Colorado Politics

SLOAN | Replacing Breyer

Kelly Sloan

Justice Stephen Breyer has announced that he will retire after nearly 28 years on the Supreme Court bench. Whatever one thinks of his opinions, philosophy and general influence as a Supreme Court Justice (it was generally mischievous) he is entitled to at least the respect and honor that comes with holding such an august post and deserves best wishes for a happy and healthy retirement.

His departure ignites that periodic American political sport, the Supreme Court nomination process. SCOTUS nominations were typically pretty vanilla affairs, even as the Court gradually became the single most influential entity in American government, up until the nomination of Robert Bork. What Sen. Edward Kennedy said of Judge Bork ought to have ejected him from the councils of civilized speech. And that pales in comparison to what is routinely said today, the nominating circus having degenerated into the appalling spectacles witnessed during the Kavanaugh and (to a blessedly-lesser extend) Barrett hearings.

This is not an exclusively partisan phenomenon – Senators from both parties have reduced the affair to a sort of free for all of litmus tests, character inquisitions and rambling campaign speeches masquerading as questions of the nominees (then-Sen. Joe Biden was particularly good at that); but as a general rule, at one time, Democratic nominees tended to be treated with less viciousness by Republican Senates than Republican nominees experienced at the hands of Democratic ones. That likely owed to the traditional conservative temperament once clung to by Republican senators – which, while disdaining the contempt to which the liberal nominees held the letter of the Constitution, still respected the process outlined in that document, and the institutions it protected, enough to largely let it play out.

It was the more radical, change-everything-tomorrow liberals who were more prone to discarding norms and customs as antiquated formalities that served as impediments to progress and social advancement. Today? It is reasonable to ask if those distinctions remain intact, and if in the current climate enough Republican senators retain that traditional sense of order and decorum in the course of pressing vigorously for constitutional fealty.
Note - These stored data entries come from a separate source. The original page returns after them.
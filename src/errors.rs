//
// Errors.
//
use std::error::Error;
use std::fmt;
use std::io;

use http::StatusCode;

/// Error returned by the storage backends.
#[derive(Debug, Clone, Copy, PartialEq, Eq)]
pub enum FsError {
    /// Path does not resolve to a backend, or the backend reports absence.
    NotFound,
    /// Backend refused the operation.
    Forbidden,
    /// Target already exists.
    Exists,
    /// Byte-level operation on a directory.
    IsDirectory,
    /// The backend does not support this operation.
    NotImplemented,
    /// The transfer was cut short: client went away, context canceled,
    /// or the input ended early. Not a server failure.
    Interrupted,
    GeneralFailure,
}

impl fmt::Display for FsError {
    fn fmt(&self, f: &mut fmt::Formatter) -> fmt::Result {
        let desc = match self {
            FsError::NotFound => "not found",
            FsError::Forbidden => "forbidden",
            FsError::Exists => "already exists",
            FsError::IsDirectory => "is a directory",
            FsError::NotImplemented => "not implemented",
            FsError::Interrupted => "interrupted",
            FsError::GeneralFailure => "general failure",
        };
        f.write_str(desc)
    }
}

impl Error for FsError {}

impl From<io::Error> for FsError {
    fn from(e: io::Error) -> Self {
        match e.kind() {
            io::ErrorKind::NotFound => FsError::NotFound,
            io::ErrorKind::PermissionDenied => FsError::Forbidden,
            io::ErrorKind::AlreadyExists => FsError::Exists,
            io::ErrorKind::BrokenPipe
            | io::ErrorKind::ConnectionReset
            | io::ErrorKind::ConnectionAborted
            | io::ErrorKind::NotConnected
            | io::ErrorKind::WriteZero
            | io::ErrorKind::TimedOut
            | io::ErrorKind::Interrupted
            | io::ErrorKind::UnexpectedEof => FsError::Interrupted,
            _ => FsError::GeneralFailure,
        }
    }
}

impl FsError {
    /// Disconnect-class errors are logged at debug level and never
    /// reported as server failures.
    pub fn is_disconnect(&self) -> bool {
        matches!(self, FsError::Interrupted)
    }
}

/// The webdav handler error type, mapping every failure to an
/// HTTP status.
#[derive(Debug)]
pub enum DavError {
    UnknownDavMethod,
    Utf8Error,
    XmlParseError,
    InvalidPath,
    InvalidDepth,
    InvalidDestination,
    /// Destination host differs from the request host.
    CrossHostDestination,
    DestinationEqualsSource,
    /// Unsatisfiable `Range` header against a known size.
    RangeNotSatisfiable(u64),
    Status(StatusCode),
    /// As `Status`, but the connection cannot be reused.
    StatusClose(StatusCode),
    Fs(FsError),
    Io(io::Error),
}

impl fmt::Display for DavError {
    fn fmt(&self, f: &mut fmt::Formatter) -> fmt::Result {
        match self {
            DavError::UnknownDavMethod => write!(f, "method not supported"),
            DavError::Utf8Error => write!(f, "invalid utf-8"),
            DavError::XmlParseError => write!(f, "XML parse error"),
            DavError::InvalidPath => write!(f, "invalid path"),
            DavError::InvalidDepth => write!(f, "invalid Depth header"),
            DavError::InvalidDestination => write!(f, "invalid Destination header"),
            DavError::CrossHostDestination => write!(f, "Destination on another host"),
            DavError::DestinationEqualsSource => write!(f, "destination equals source"),
            DavError::RangeNotSatisfiable(size) => {
                write!(f, "range not satisfiable against size {}", size)
            }
            DavError::Status(s) | DavError::StatusClose(s) => write!(f, "{}", s),
            DavError::Fs(e) => write!(f, "{}", e),
            DavError::Io(e) => write!(f, "{}", e),
        }
    }
}

impl Error for DavError {
    fn source(&self) -> Option<&(dyn Error + 'static)> {
        match self {
            DavError::Fs(e) => Some(e),
            DavError::Io(e) => Some(e),
            _ => None,
        }
    }
}

impl From<FsError> for DavError {
    fn from(e: FsError) -> Self {
        DavError::Fs(e)
    }
}

impl From<io::Error> for DavError {
    fn from(e: io::Error) -> Self {
        DavError::Io(e)
    }
}

impl From<StatusCode> for DavError {
    fn from(s: StatusCode) -> Self {
        DavError::Status(s)
    }
}

impl DavError {
    pub fn statuscode(&self) -> StatusCode {
        match self {
            DavError::UnknownDavMethod => StatusCode::METHOD_NOT_ALLOWED,
            DavError::Utf8Error
            | DavError::XmlParseError
            | DavError::InvalidPath
            | DavError::InvalidDepth
            | DavError::InvalidDestination => StatusCode::BAD_REQUEST,
            DavError::CrossHostDestination => StatusCode::BAD_GATEWAY,
            DavError::DestinationEqualsSource => StatusCode::FORBIDDEN,
            DavError::RangeNotSatisfiable(_) => StatusCode::RANGE_NOT_SATISFIABLE,
            DavError::Status(s) | DavError::StatusClose(s) => *s,
            DavError::Fs(e) => fs_statuscode(*e),
            DavError::Io(_) => StatusCode::INTERNAL_SERVER_ERROR,
        }
    }

    pub fn must_close(&self) -> bool {
        matches!(self, DavError::StatusClose(_) | DavError::Io(_))
    }
}

fn fs_statuscode(e: FsError) -> StatusCode {
    match e {
        FsError::NotFound => StatusCode::NOT_FOUND,
        FsError::Forbidden => StatusCode::FORBIDDEN,
        // An existing target and a refused/unsupported operation both
        // surface as "method not allowed on this resource".
        FsError::Exists | FsError::IsDirectory | FsError::NotImplemented => {
            StatusCode::METHOD_NOT_ALLOWED
        }
        FsError::Interrupted | FsError::GeneralFailure => StatusCode::INTERNAL_SERVER_ERROR,
    }
}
In any case, this round will be interesting. Not because it will change anything – Breyer was a liberal justice who will be replaced by a liberal justice. But a 50-50 senate, with an election year as a backdrop, adds a bit of a twist. Conventional political wisdom suggests that President Biden gravitate toward the center for his pick, something the President has shown no proclivity for doing in any other arena since being elected. He will nominate a liberal (apparently one with very specific immutable traits), but how liberal? And does it matter?
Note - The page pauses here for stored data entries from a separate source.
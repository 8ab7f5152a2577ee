//! File and directory descriptors as produced by the storage backends.

use std::time::{Duration, SystemTime, UNIX_EPOCH};

/// Metadata record for one file or directory in the virtual filesystem.
///
/// `path` is always absolute (root is `/`, directories carry no trailing
/// slash) and `name` is its last segment. Directories have `size == 0`,
/// and only files may carry a pre-resolved `raw_url`.
#[derive(Debug, Clone, PartialEq)]
pub struct Finfo {
    pub path: String,
    pub name: String,
    /// Opaque backend handle; empty when the backend has none.
    pub file_id: String,
    pub size: u64,
    pub mod_time: SystemTime,
    pub is_dir: bool,
    pub raw_url: Option<String>,
}

impl Finfo {
    pub fn file(path: impl Into<String>, size: u64, mod_time: SystemTime) -> Finfo {
        let path = path.into();
        Finfo {
            name: last_segment(&path).to_string(),
            path,
            file_id: String::new(),
            size,
            mod_time,
            is_dir: false,
            raw_url: None,
        }
    }

    pub fn dir(path: impl Into<String>) -> Finfo {
        let path = path.into();
        Finfo {
            name: last_segment(&path).to_string(),
            path,
            file_id: String::new(),
            size: 0,
            mod_time: UNIX_EPOCH,
            is_dir: true,
            raw_url: None,
        }
    }

    pub fn with_file_id(mut self, file_id: impl Into<String>) -> Finfo {
        self.file_id = file_id.into();
        self
    }

    pub fn with_mod_time(mut self, mod_time: SystemTime) -> Finfo {
        self.mod_time = mod_time;
        self
    }

    pub fn with_raw_url(mut self, url: impl Into<String>) -> Finfo {
        self.raw_url = Some(url.into());
        self
    }

    /// Weak validator derived from size and mtime, same shape as the
    /// default apache etag.
    pub fn etag(&self) -> String {
        let t = self
            .mod_time
            .duration_since(UNIX_EPOCH)
            .unwrap_or(Duration::ZERO);
        let t = t.as_secs() * 1_000_000 + t.subsec_nanos() as u64 / 1000;
        if self.is_dir {
            format!("\"{:x}\"", t)
        } else {
            format!("\"{:x}-{:x}\"", self.size, t)
        }
    }
}

/// Short-lived download location produced by a backend. For direct
/// backends the url is a local absolute path.
#[derive(Debug, Clone, PartialEq)]
pub struct LinkInfo {
    pub url: String,
    /// How long the link stays valid; zero means "backend default".
    pub expire: Duration,
}

impl LinkInfo {
    pub fn new(url: impl Into<String>, expire: Duration) -> LinkInfo {
        LinkInfo {
            url: url.into(),
            expire,
        }
    }
}

pub(crate) fn last_segment(path: &str) -> &str {
    match path.trim_end_matches('/').rsplit_once('/') {
        Some((_, name)) => name,
        None => path,
    }
}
It seems unlikely that it will be one in the temperamental mode of Justice Breyer. Breyer was one of the last of the institutional liberals, a reliable leftist vote, but with a pragmatic edge. He was not reflexively anti-business or anti-law enforcement. His respect for institution compelled him to stand up against the notion of court-packing, which earned him the ire of the hard left. Nevertheless, there was no mistaking his political bent and partisan loyalty. He was put out there as a “moderate” by Bill Clinton, mostly on the assurance that he would not be a categorically dogmatic opponent of the death penalty; then once on the bench was a categorically dogmatic opponent of the death penalty.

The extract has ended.